Determine how many of the lines below hold the word "RTCShortAuthenticationString". Give the number and nothing else.

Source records
————————

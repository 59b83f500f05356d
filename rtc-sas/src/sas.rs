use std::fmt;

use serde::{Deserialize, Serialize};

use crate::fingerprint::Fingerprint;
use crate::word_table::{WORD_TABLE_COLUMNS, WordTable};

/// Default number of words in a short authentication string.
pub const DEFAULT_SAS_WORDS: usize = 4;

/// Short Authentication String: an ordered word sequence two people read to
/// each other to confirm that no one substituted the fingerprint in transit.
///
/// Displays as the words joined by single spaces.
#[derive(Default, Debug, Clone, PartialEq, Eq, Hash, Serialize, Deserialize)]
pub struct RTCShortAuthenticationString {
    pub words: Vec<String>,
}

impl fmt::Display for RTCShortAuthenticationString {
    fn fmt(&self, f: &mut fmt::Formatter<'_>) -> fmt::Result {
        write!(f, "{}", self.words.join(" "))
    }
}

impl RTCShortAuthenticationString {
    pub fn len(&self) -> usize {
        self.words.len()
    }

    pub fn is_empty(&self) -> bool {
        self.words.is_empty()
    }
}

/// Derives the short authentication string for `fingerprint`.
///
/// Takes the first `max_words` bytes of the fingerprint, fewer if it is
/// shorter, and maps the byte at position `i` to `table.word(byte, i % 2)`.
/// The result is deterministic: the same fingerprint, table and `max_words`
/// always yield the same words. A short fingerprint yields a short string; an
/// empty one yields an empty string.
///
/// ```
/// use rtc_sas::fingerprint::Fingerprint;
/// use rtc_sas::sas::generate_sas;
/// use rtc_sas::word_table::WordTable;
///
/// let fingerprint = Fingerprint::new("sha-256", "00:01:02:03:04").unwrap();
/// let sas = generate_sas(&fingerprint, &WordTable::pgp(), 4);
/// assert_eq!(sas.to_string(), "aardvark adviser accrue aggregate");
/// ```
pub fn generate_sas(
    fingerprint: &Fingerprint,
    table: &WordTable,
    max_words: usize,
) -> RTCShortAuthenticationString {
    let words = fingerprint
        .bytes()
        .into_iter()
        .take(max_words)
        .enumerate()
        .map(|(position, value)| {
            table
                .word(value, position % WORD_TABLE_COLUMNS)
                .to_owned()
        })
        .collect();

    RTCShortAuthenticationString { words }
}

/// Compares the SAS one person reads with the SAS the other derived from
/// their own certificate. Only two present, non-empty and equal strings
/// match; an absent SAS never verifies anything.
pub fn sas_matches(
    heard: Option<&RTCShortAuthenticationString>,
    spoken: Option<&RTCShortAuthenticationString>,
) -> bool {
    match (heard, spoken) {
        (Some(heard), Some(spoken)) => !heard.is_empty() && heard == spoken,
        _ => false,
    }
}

————————

**Answer box**
7